----- Information provided -----
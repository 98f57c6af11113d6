//! Output structures for a single simulation

use super::accumulation::AccumulationRow;
use super::deferral::DeferralBenefit;
use crate::error::{EngineError, ErrorPayload};
use serde::{Deserialize, Serialize};
use std::collections::BTreeMap;

/// Inputs echoed back alongside the estimate
#[derive(Debug, Clone, PartialEq, Serialize, Deserialize)]
pub struct CalculationDetails {
    pub base_salary: f64,

    /// Years between the valuation year and retirement
    pub indexation_years: i32,

    /// Average monthly salary lost to sick leave (0 when not included)
    pub sick_leave_impact: f64,
}

/// Complete pension estimate
#[derive(Debug, Clone, PartialEq, Serialize, Deserialize)]
pub struct PensionEstimate {
    /// Nominal monthly pension
    pub actual_amount: f64,

    /// Monthly pension in valuation-year prices
    pub real_amount: f64,

    /// Nominal pension over gross salary, in percent
    pub replacement_rate: f64,

    pub accumulated_capital: f64,
    pub years_of_work: i32,
    pub retirement_year: i32,

    /// Average pension in the retirement year, for comparison only
    pub average_pension_comparison: f64,

    /// Keyed `"1_years"`, `"2_years"`, `"5_years"`
    pub deferral_benefits: BTreeMap<String, DeferralBenefit>,

    pub calculation_details: CalculationDetails,
}

impl PensionEstimate {
    /// Deferral benefit for a horizon in years
    pub fn deferral(&self, years: u32) -> Option<&DeferralBenefit> {
        self.deferral_benefits.get(&super::deferral::deferral_key(years))
    }

    /// Whether the statutory minimum pension is binding
    pub fn is_floored(&self, minimum_pension: f64) -> bool {
        (self.actual_amount - minimum_pension).abs() < 0.005
    }
}

/// Either a finished estimate or the error that replaced it
#[derive(Debug, Clone, PartialEq, Serialize, Deserialize)]
#[serde(untagged)]
pub enum SimulationOutcome {
    Completed(PensionEstimate),
    Failed(ErrorPayload),
}

impl SimulationOutcome {
    pub fn estimate(&self) -> Option<&PensionEstimate> {
        match self {
            SimulationOutcome::Completed(estimate) => Some(estimate),
            SimulationOutcome::Failed(_) => None,
        }
    }

    pub fn error(&self) -> Option<&ErrorPayload> {
        match self {
            SimulationOutcome::Completed(_) => None,
            SimulationOutcome::Failed(payload) => Some(payload),
        }
    }
}

impl From<Result<PensionEstimate, EngineError>> for SimulationOutcome {
    fn from(result: Result<PensionEstimate, EngineError>) -> Self {
        match result {
            Ok(estimate) => SimulationOutcome::Completed(estimate),
            Err(err) => SimulationOutcome::Failed(ErrorPayload::from(&err)),
        }
    }
}

/// Estimate plus the optional accumulation ledger
#[derive(Debug, Clone, PartialEq, Serialize, Deserialize)]
pub struct SimulationRun {
    pub estimate: PensionEstimate,
    pub ledger: Vec<AccumulationRow>,
}

impl SimulationRun {
    /// Summary statistics over the ledger
    pub fn summary(&self) -> LedgerSummary {
        let total_contributions: f64 = self.ledger.iter().map(|r| r.contribution).sum();
        let past_years = self
            .ledger
            .iter()
            .filter(|r| r.phase == super::accumulation::ContributionPhase::Past)
            .count() as u32;

        LedgerSummary {
            total_years: self.ledger.len() as u32,
            past_years,
            future_years: self.ledger.len() as u32 - past_years,
            total_contributions,
            final_capital: self.ledger.last().map(|r| r.capital).unwrap_or(0.0),
        }
    }
}

/// Summary statistics for a ledger
#[derive(Debug, Clone, PartialEq, Serialize, Deserialize)]
pub struct LedgerSummary {
    pub total_years: u32,
    pub past_years: u32,
    pub future_years: u32,
    pub total_contributions: f64,
    pub final_capital: f64,
}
-----
Work order - With the line containing "optional accumulation ledger" as the first and the final line of the entries above as the last, write out that span exactly and nothing more.

Exercise solution -
/// Estimate plus the optional accumulation ledger
#[derive(Debug, Clone, PartialEq, Serialize, Deserialize)]
pub struct SimulationRun {
    pub estimate: PensionEstimate,
    pub ledger: Vec<AccumulationRow>,
}

impl SimulationRun {
    /// Summary statistics over the ledger
    pub fn summary(&self) -> LedgerSummary {
        let total_contributions: f64 = self.ledger.iter().map(|r| r.contribution).sum();
        let past_years = self
            .ledger
            .iter()
            .filter(|r| r.phase == super::accumulation::ContributionPhase::Past)
            .count() as u32;

        LedgerSummary {
            total_years: self.ledger.len() as u32,
            past_years,
            future_years: self.ledger.len() as u32 - past_years,
            total_contributions,
            final_capital: self.ledger.last().map(|r| r.capital).unwrap_or(0.0),
        }
    }
}

/// Summary statistics for a ledger
#[derive(Debug, Clone, PartialEq, Serialize, Deserialize)]
pub struct LedgerSummary {
    pub total_years: u32,
    pub past_years: u32,
    pub future_years: u32,
    pub total_contributions: f64,
    pub final_capital: f64,
}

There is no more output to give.